Ships to Shots – The Remarkable Evolution of Clinical Trials
By Sneha Das, C2ST Intern, University of Illinois Urbana-Champaign
Clinical trials have become a widely recognized household term, particularly after the COVID-19 pandemic. The World Health Organization defines clinical trials as research that evaluates the human health outcomes of new tests and treatments like medicines, vaccines, medical devices, and surgical or behavioral procedures. This blog will take you on a fascinating journey of how clinical trials have developed over time.

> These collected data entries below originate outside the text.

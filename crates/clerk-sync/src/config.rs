//! Runtime configuration
//!
//! Settings come from `CLERK_*` environment variables, optionally layered on
//! top of a TOML, YAML or JSON file. Nested settings use `__`, for example
//! `CLERK_LOGGING__LEVEL=debug`.
//!
//! | Variable | Setting |
//! |----------|---------|
//! | `CLERK_SECRET_KEY` | directory credential |
//! | `CLERK_JWT_PUBLIC_KEYS` | static keys as JSON (JWKS, key array or one key) |
//! | `CLERK_API_BASE_URL` | directory base URL |
//! | `CLERK_FETCH_USER_ON_AUTH` | fetch the user after sign-in |
//! | `CLERK_WITHDRAW_POLICY` | `retain_identity` or `clear_identity` |
//! | `CLERK_CLOCK_SKEW_SECS` | `exp`/`nbf` leeway |
//! | `CLERK_EXPECTED_ISSUER` | required `iss`, if any |
//! | `CLERK_REQUEST_TIMEOUT_SECS` | directory request timeout |
//! | `CLERK_MIN_KEY_REFRESH_SECS` | minimum time between key set refreshes |

use crate::error::ConfigError;
use crate::session::{SessionOptions, WithdrawPolicy};
use clerk_sync_auth::directory::DEFAULT_API_BASE_URL;
use secrecy::{ExposeSecret, SecretString};
use serde::Deserialize;
use std::path::Path;
use std::time::Duration;

/// Default environment variable prefix
pub const DEFAULT_ENV_PREFIX: &str = "CLERK";

/// Top-level configuration
#[derive(Clone, Deserialize)]
#[serde(default)]
pub struct ClerkSyncConfig {
    /// Directory credential. Enables the remote key set and user fetches.
    #[serde(deserialize_with = "deserialize_optional_secret")]
    pub secret_key: Option<SecretString>,

    /// Static verification keys as JSON. Take priority over the directory.
    #[serde(deserialize_with = "deserialize_non_blank")]
    pub jwt_public_keys: Option<String>,

    /// Directory API base URL
    pub api_base_url: String,

    /// Fetch the user record after each sign-in
    pub fetch_user_on_auth: bool,

    /// Identity handling on sign-out
    pub withdraw_policy: WithdrawPolicy,

    /// Leeway for `exp` and `nbf`, in seconds
    pub clock_skew_secs: u64,

    /// Required `iss` claim
    #[serde(deserialize_with = "deserialize_non_blank")]
    pub expected_issuer: Option<String>,

    /// Directory request timeout, in seconds
    pub request_timeout_secs: u64,

    /// Minimum time between key set refreshes, in seconds
    pub min_key_refresh_secs: u64,

    /// Log output
    pub logging: LoggingConfig,
}

impl Default for ClerkSyncConfig {
    fn default() -> Self {
        Self {
            secret_key: None,
            jwt_public_keys: None,
            api_base_url: DEFAULT_API_BASE_URL.to_string(),
            fetch_user_on_auth: true,
            withdraw_policy: WithdrawPolicy::default(),
            clock_skew_secs: 5,
            expected_issuer: None,
            request_timeout_secs: 10,
            min_key_refresh_secs: 5,
            logging: LoggingConfig::default(),
        }
    }
}

impl std::fmt::Debug for ClerkSyncConfig {
    fn fmt(&self, f: &mut std::fmt::Formatter<'_>) -> std::fmt::Result {
        f.debug_struct("ClerkSyncConfig")
            .field(
                "secret_key",
                &self.secret_key.as_ref().map(|_| "[REDACTED]"),
            )
            .field("jwt_public_keys", &self.jwt_public_keys.is_some())
            .field("api_base_url", &self.api_base_url)
            .field("fetch_user_on_auth", &self.fetch_user_on_auth)
            .field("withdraw_policy", &self.withdraw_policy)
            .field("clock_skew_secs", &self.clock_skew_secs)
            .field("expected_issuer", &self.expected_issuer)
            .field("request_timeout_secs", &self.request_timeout_secs)
            .field("min_key_refresh_secs", &self.min_key_refresh_secs)
            .field("logging", &self.logging)
            .finish()
    }
}

/// Logging settings
#[derive(Debug, Clone, PartialEq, Eq, Deserialize)]
#[serde(default)]
pub struct LoggingConfig {
    /// Filter directive used when `RUST_LOG` is unset
    pub level: String,
    /// Emit JSON lines instead of human-readable output
    pub structured: bool,
}

impl Default for LoggingConfig {
    fn default() -> Self {
        Self {
            level: "info".to_string(),
            structured: false,
        }
    }
}

impl ClerkSyncConfig {
    /// Load from `CLERK_*` environment variables
    pub fn from_env() -> Result<Self, ConfigError> {
        Self::from_env_with_prefix(DEFAULT_ENV_PREFIX)
    }

    /// Load from environment variables with a custom prefix
    pub fn from_env_with_prefix(prefix: &str) -> Result<Self, ConfigError> {
        let config = config::Config::builder()
            .add_source(environment(prefix))
            .build()?;

        Ok(config.try_deserialize()?)
    }

    /// Load from an explicit set of `CLERK_*` variables instead of the
    /// process environment
    ///
    /// ```
    /// use clerk_sync::ClerkSyncConfig;
    ///
    /// let config = ClerkSyncConfig::from_env_vars([
    ///     ("CLERK_SECRET_KEY", "sk_test_123"),
    ///     ("CLERK_FETCH_USER_ON_AUTH", "false"),
    /// ])
    /// .unwrap();
    ///
    /// assert!(config.secret_key.is_some());
    /// assert!(!config.fetch_user_on_auth);
    /// ```
    pub fn from_env_vars<I, K, V>(vars: I) -> Result<Self, ConfigError>
    where
        I: IntoIterator<Item = (K, V)>,
        K: Into<String>,
        V: Into<String>,
    {
        let vars: config::Map<String, String> = vars
            .into_iter()
            .map(|(key, value)| (key.into(), value.into()))
            .collect();

        let config = config::Config::builder()
            .add_source(environment(DEFAULT_ENV_PREFIX).source(Some(vars)))
            .build()?;

        Ok(config.try_deserialize()?)
    }

    /// Load from a configuration file
    ///
    /// Format follows the extension (`.toml`, `.yaml`/`.yml`, `.json`).
    /// `CLERK_*` environment variables override file settings.
    pub fn from_file(path: impl AsRef<Path>) -> Result<Self, ConfigError> {
        use config::{Config, File, FileFormat};

        let path = path.as_ref();

        if !path.exists() {
            return Err(ConfigError::FileNotFound(path.to_path_buf()));
        }

        let format = match path.extension().and_then(|s| s.to_str()) {
            Some("toml") => FileFormat::Toml,
            Some("yaml") | Some("yml") => FileFormat::Yaml,
            Some("json") => FileFormat::Json,
            _ => return Err(ConfigError::UnsupportedFormat),
        };

        let config = Config::builder()
            .add_source(File::new(
                path.to_str().ok_or(ConfigError::UnsupportedFormat)?,
                format,
            ))
            .add_source(environment(DEFAULT_ENV_PREFIX))
            .build()?;

        Ok(config.try_deserialize()?)
    }

    /// Whether a directory credential is configured
    pub fn has_secret_key(&self) -> bool {
        self.secret_key
            .as_ref()
            .is_some_and(|secret| !secret.expose_secret().trim().is_empty())
    }

    /// Session behavior derived from this configuration
    pub fn session_options(&self) -> SessionOptions {
        SessionOptions {
            fetch_user_on_auth: self.fetch_user_on_auth,
            withdraw_policy: self.withdraw_policy,
        }
    }

    /// `exp`/`nbf` leeway
    pub fn clock_skew(&self) -> Duration {
        Duration::from_secs(self.clock_skew_secs)
    }

    /// Directory request timeout
    pub fn request_timeout(&self) -> Duration {
        Duration::from_secs(self.request_timeout_secs)
    }

    /// Minimum time between key set refreshes
    pub fn min_key_refresh_interval(&self) -> Duration {
        Duration::from_secs(self.min_key_refresh_secs)
    }
}

fn environment(prefix: &str) -> config::Environment {
    config::Environment::with_prefix(prefix)
        .prefix_separator("_")
        .separator("__")
        .try_parsing(true)
}

// Blank values count as unset
fn deserialize_optional_secret<'de, D>(deserializer: D) -> Result<Option<SecretString>, D::Error>
where
    D: serde::Deserializer<'de>,
{
    Ok(deserialize_non_blank(deserializer)?.map(SecretString::new))
}

fn deserialize_non_blank<'de, D>(deserializer: D) -> Result<Option<String>, D::Error>
where
    D: serde::Deserializer<'de>,
{
    let s: Option<String> = Deserialize::deserialize(deserializer)?;
    Ok(s.filter(|s| !s.trim().is_empty()))
}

To trace the origins of clinical trials, we must journey back to 1747 when James Lind, a Scottish physician, conducted the first-ever clinical trial. He served aboard the HMS Salisbury, a sizable vessel tasked with patrolling the English Channel. After eight weeks at sea, the crew started getting sick with scurvy, a disease caused by vitamin C deficiency. Back then, scurvy was a leading cause of death in sailors on long sea voyages. Lind split the sailors into six groups, and each group got a different kind of food supplement with their regular meals. Remarkably, the group that ate two oranges and one lemon every day for six days until the ship ran out of citrus fruits recovered. Lind documented the study in his book ‘A Treatise of the Scurvy’. This historic experiment done nearly 275 years ago with only a small group of sailors and modest resources laid the groundwork for modern clinical trials.
Clinical trials can be ‘interventional’ or ‘observational’. Lind’s historic clinical trial was interventional since he changed what the sailors’ were eating during the meals. An observational clinical trial is one where researchers do not treat the participants or alter their environment. For example, researchers studying how eating fruits and vegetables affects long-term health may observe the participants’ eating habits over time without suggesting any changes. Most clinical trials involving new vaccines, drugs, medical devices, or procedures fall into the interventional category.
To conclusively understand if a treatment works or not, ‘placebo-controlled’ clinical trials were introduced in the 1800s. A placebo is a dummy or mock treatment that helps researchers account for the ‘placebo effect’. This is a psychological response noticed in patients who feel their condition improves even when receiving a placebo.
If you probe further into modern clinical trials, you’re bound to encounter terms like ‘randomized’, ‘double-blind’, and ‘single-blind’. Let’s make sense of these terms. ‘Randomized’ means that the clinical team divides the participants into different groups randomly. A computer does it nowadays to avoid bias. In a ‘double-blind’ study, the medical team running the trial and the participants do not know whether they get the actual treatment or a placebo. Whereas in a single-blind study, the medical team knows the treatment for each participant.
For a new drug, device, or medical treatment to reach patients, it must pass through four clinical trial phases.
- Phase I – The first ‘in-human’ study with ten to fifty healthy individuals to determine safety and tolerance. In this phase, side effects are usually apparent, and a safe dosage range is determined.
- Phase II – Involves around a hundred participants, including patients, and is usually ‘placebo-controlled’ and ‘double-blind’. Several dosage regimes are experimented with to finalize the safe and effective dose.
- Phase III – A large-scale study with thousands of participants, often across several countries, to evaluate final safety and efficacy. After this phase, the Food and Drug Administration (FDA) approval is received.
- Phase IV – The test or treatment is now approved and widely available, but post-marketing studies are performed to understand long-term benefits or side effects.
In addition, modern clinical trials adhere to stringent guidelines established by Good Clinical Practice (GCP) and undergo thorough review and approval by internal review boards and ethics committees. This rigorous ethical oversight wasn’t the norm in the past. The notorious MK-Ultra and Tuskegee Syphilis Study are some instances of unethical human experimentation. Nowadays, informed consent from clinical trial participants is mandatory. Furthermore, a comprehensive risk-benefit analysis is always performed to ensure that benefits outweigh potential harm to research participants.
Incredible advances have been made in clinical trial design and execution over the last two centuries. The timeline for developing a new vaccine typically takes 5 to 10 years, but in the case of the COVID-19 pandemic, vaccines were ready in under a year. Groundbreaking scientific advancements and collaborative efforts allowed clinical trials to be conducted and shots to reach our arms at unprecedented speed. Let’s take a moment to appreciate the evolution of clinical trials – from a simple experiment on a ship to testing the vaccines that ended a devastating pandemic.